Age-related macular degeneration (AMD) is the leading cause of blindness among the elderly population in developed countries. 90% of all vision loss due to AMD result from the exudative form of this pathology, which is characterized by a choroidal neovascularization (CNV). Currently, diagnosis of AMD relies on ophthalmologic exams and treatments of the exudative form are based on the use of anti-angiogenic drug targeting vascular endothelial growth factors. Despite these advance, several clinical challenges have to be overcome. Among those, the identification of biomarkers that could allow to refine patient stratification, to follow disease progression and evaluate responses to treatment are mandatory. For this purpose, we decide to apply NMR-based metabolomics approach on both AMD patients and on a laser-induced murine choroidal neovascularization experimental model.
In the clinical study, the metabolomics approach does not allow a complete differentiation between control and AMD patients. However, focusing only on AMD group, a clear-cut separation between active and non-active phases could be highlighted.
In the mice model, discrimination between laser-induced and control mice occurs only when CNV is installed.
In both human and animal studies, lactate and lipoprotein profile were identified as the main biomarkers.

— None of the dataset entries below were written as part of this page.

#[cfg(test)]
mod tests {
    use super::*;
    use rust_decimal_macros::dec;
    use std::sync::Arc;
    use std::time::Duration;
    use tallybook_core::{AccountType, Currency, Money, Side};
    use time::Month;

    fn usd() -> Currency {
        Currency::from_code("USD").unwrap()
    }

    fn seed_org(storage: &InMemoryStorage) -> (OrganizationId, AccountId, AccountId) {
        let org = Organization {
            id: OrganizationId::new(),
            name: Arc::from("Test Co"),
            currency: usd(),
        };
        storage.create_organization(&org).unwrap();

        let bank = Account {
            id: AccountId::new(),
            organization_id: org.id,
            name: Arc::from("Bank"),
            account_type: AccountType::Asset,
            normal_side: Side::Debit,
            parent_account_id: None,
            system_role: Some(SystemRole::Cash),
            is_active: true,
            currency: usd(),
        };
        let equity = Account {
            id: AccountId::new(),
            organization_id: org.id,
            name: Arc::from("Equity"),
            account_type: AccountType::Equity,
            normal_side: Side::Credit,
            parent_account_id: None,
            system_role: None,
            is_active: true,
            currency: usd(),
        };
        storage.insert_account(&bank).unwrap();
        storage.insert_account(&equity).unwrap();
        (org.id, bank.id, equity.id)
    }

    fn balanced_entry(
        org: OrganizationId,
        bank: AccountId,
        equity: AccountId,
        seq: u64,
        date: Date,
    ) -> (JournalEntry, Vec<JournalLine>) {
        let entry = JournalEntry {
            id: EntryId::new(),
            organization_id: org,
            sequence: seq,
            transaction_date: date,
            transaction_type: TransactionType::Adjustment,
            source_document_id: DocumentId::new(),
            reverses: None,
            created_at: time::OffsetDateTime::now_utc(),
        };
        let lines = vec![
            JournalLine {
                entry_id: entry.id,
                account_id: bank,
                side: Side::Debit,
                amount: Money::new(dec!(1000), usd()),
                description: Arc::from("Investment"),
            },
            JournalLine {
                entry_id: entry.id,
                account_id: equity,
                side: Side::Credit,
                amount: Money::new(dec!(1000), usd()),
                description: Arc::from("Investment"),
            },
        ];
        (entry, lines)
    }

    #[test]
    fn duplicate_source_is_rejected() {
        let storage = InMemoryStorage::new();
        let (org, bank, equity) = seed_org(&storage);
        let date = Date::from_calendar_date(2024, Month::March, 1).unwrap();

        let (entry, lines) = balanced_entry(org, bank, equity, 1, date);
        storage.insert_entry(&entry, &lines).unwrap();

        let mut dup = entry.clone();
        dup.id = EntryId::new();
        dup.sequence = 2;
        let err = storage.insert_entry(&dup, &lines).unwrap_err();
        assert!(matches!(err, StorageError::DuplicateEntry { .. }));
    }

    #[test]
    fn one_reversal_per_entry() {
        let storage = InMemoryStorage::new();
        let (org, bank, equity) = seed_org(&storage);
        let date = Date::from_calendar_date(2024, Month::March, 1).unwrap();

        let (entry, lines) = balanced_entry(org, bank, equity, 1, date);
        storage.insert_entry(&entry, &lines).unwrap();

        let (mut reversal, reversal_lines) = balanced_entry(org, bank, equity, 2, date);
        reversal.source_document_id = entry.source_document_id;
        reversal.reverses = Some(entry.id);
        storage.insert_entry(&reversal, &reversal_lines).unwrap();

        let found = storage.reversal_of(org, entry.id).unwrap().unwrap();
        assert_eq!(found.id, reversal.id);

        let (mut second, second_lines) = balanced_entry(org, bank, equity, 3, date);
        second.source_document_id = entry.source_document_id;
        second.reverses = Some(entry.id);
        let err = storage.insert_entry(&second, &second_lines).unwrap_err();
        assert!(matches!(err, StorageError::DuplicateReversal(id) if id == entry.id));
    }

    #[test]
    fn rollback_restores_journal_and_sequence() {
        let storage = InMemoryStorage::new();
        let (org, bank, equity) = seed_org(&storage);
        let date = Date::from_calendar_date(2024, Month::March, 1).unwrap();

        let tx = storage.begin_transaction().unwrap();
        let seq = storage.next_sequence().unwrap();
        let (entry, lines) = balanced_entry(org, bank, equity, seq, date);
        storage.insert_entry(&entry, &lines).unwrap();
        storage.rollback_transaction(tx).unwrap();

        let lines = storage
            .lines_for_account(org, bank, Bound::Unbounded, Bound::Unbounded)
            .unwrap();
        assert!(lines.is_empty());
        assert_eq!(storage.next_sequence().unwrap(), seq);
    }

    #[test]
    fn nested_rollback_keeps_outer_writes() {
        let storage = InMemoryStorage::new();
        let (org, bank, equity) = seed_org(&storage);
        let date = Date::from_calendar_date(2024, Month::March, 1).unwrap();

        let outer = storage.begin_transaction().unwrap();
        let (kept, kept_lines) = balanced_entry(org, bank, equity, 1, date);
        storage.insert_entry(&kept, &kept_lines).unwrap();

        let inner = storage.begin_transaction().unwrap();
        let (dropped, dropped_lines) = balanced_entry(org, bank, equity, 2, date);
        storage.insert_entry(&dropped, &dropped_lines).unwrap();
        storage.rollback_transaction(inner).unwrap();

        storage.commit_transaction(outer).unwrap();

        assert!(storage.entry(org, kept.id).is_ok());
        assert!(matches!(
            storage.entry(org, dropped.id),
            Err(StorageError::EntryNotFound(_))
        ));
    }

    #[test]
    fn rollback_cannot_discard_a_neighbours_commit() {
        let storage = Arc::new(InMemoryStorage::new());
        let (org, bank, equity) = seed_org(&storage);
        let date = Date::from_calendar_date(2024, Month::March, 1).unwrap();

        let tx = storage.begin_transaction().unwrap();
        let (doomed, doomed_lines) = balanced_entry(org, bank, equity, 1, date);
        storage.insert_entry(&doomed, &doomed_lines).unwrap();

        let neighbour = storage.clone();
        let handle = std::thread::spawn(move || {
            // Blocks until the first transaction finishes.
            let tx2 = neighbour.begin_transaction().unwrap();
            let (entry, lines) = balanced_entry(org, bank, equity, 2, date);
            neighbour.insert_entry(&entry, &lines).unwrap();
            neighbour.commit_transaction(tx2).unwrap();
            entry.id
        });

        std::thread::sleep(Duration::from_millis(50));
        storage.rollback_transaction(tx).unwrap();
        let survivor = handle.join().unwrap();

        assert!(storage.entry(org, survivor).is_ok());
        assert!(matches!(
            storage.entry(org, doomed.id),
            Err(StorageError::EntryNotFound(_))
        ));
    }

    #[test]
    fn document_update_requires_matching_version() {
        use tallybook_core::{CounterpartyId, DocumentStatus};
        let storage = InMemoryStorage::new();
        let (org, bank, _) = seed_org(&storage);
        let date = Date::from_calendar_date(2024, Month::March, 1).unwrap();

        let doc = Document {
            id: DocumentId::new(),
            organization_id: org,
            kind: DocumentKind::Invoice,
            counterparty_id: CounterpartyId::new(),
            issue_date: date,
            due_date: date,
            line_items: vec![],
            subtotal: Money::zero(usd()),
            tax_amount: Money::zero(usd()),
            discount_amount: Money::zero(usd()),
            shipping_amount: Money::zero(usd()),
            total: Money::zero(usd()),
            amount_paid: Money::zero(usd()),
            amount_due: Money::zero(usd()),
            status: DocumentStatus::Draft,
            control_account_id: bank,
            version: 0,
        };
        storage.insert_document(&doc).unwrap();

        storage.update_document(&doc, 0).unwrap();
        let err = storage.update_document(&doc, 0).unwrap_err();
        assert!(matches!(err, StorageError::VersionConflict(_)));
        assert_eq!(storage.document(org, doc.id).unwrap().version, 1);
    }
}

Mechanistically, we demonstrated that lactate, plays a critical role in the onset of the inflammatory and angiogenic phases and could be correlated with the CNV development. Then, controlling lactate level appears as a new therapeutic approach of AMD
On the other hand, lipoprotein profile is of particular interest for patient follow-up. Indeed, evaluation of lipoprotein profile change trough a simple methods allowed us to establish clear modification of profiles according to the active or non-active status of the patient and to the induced or non-induced status of the mice.
This work focuses on the lipoprotein profile and on the development of a methodology that could be used to characterize and compared the different profiles in the human and the mice studies.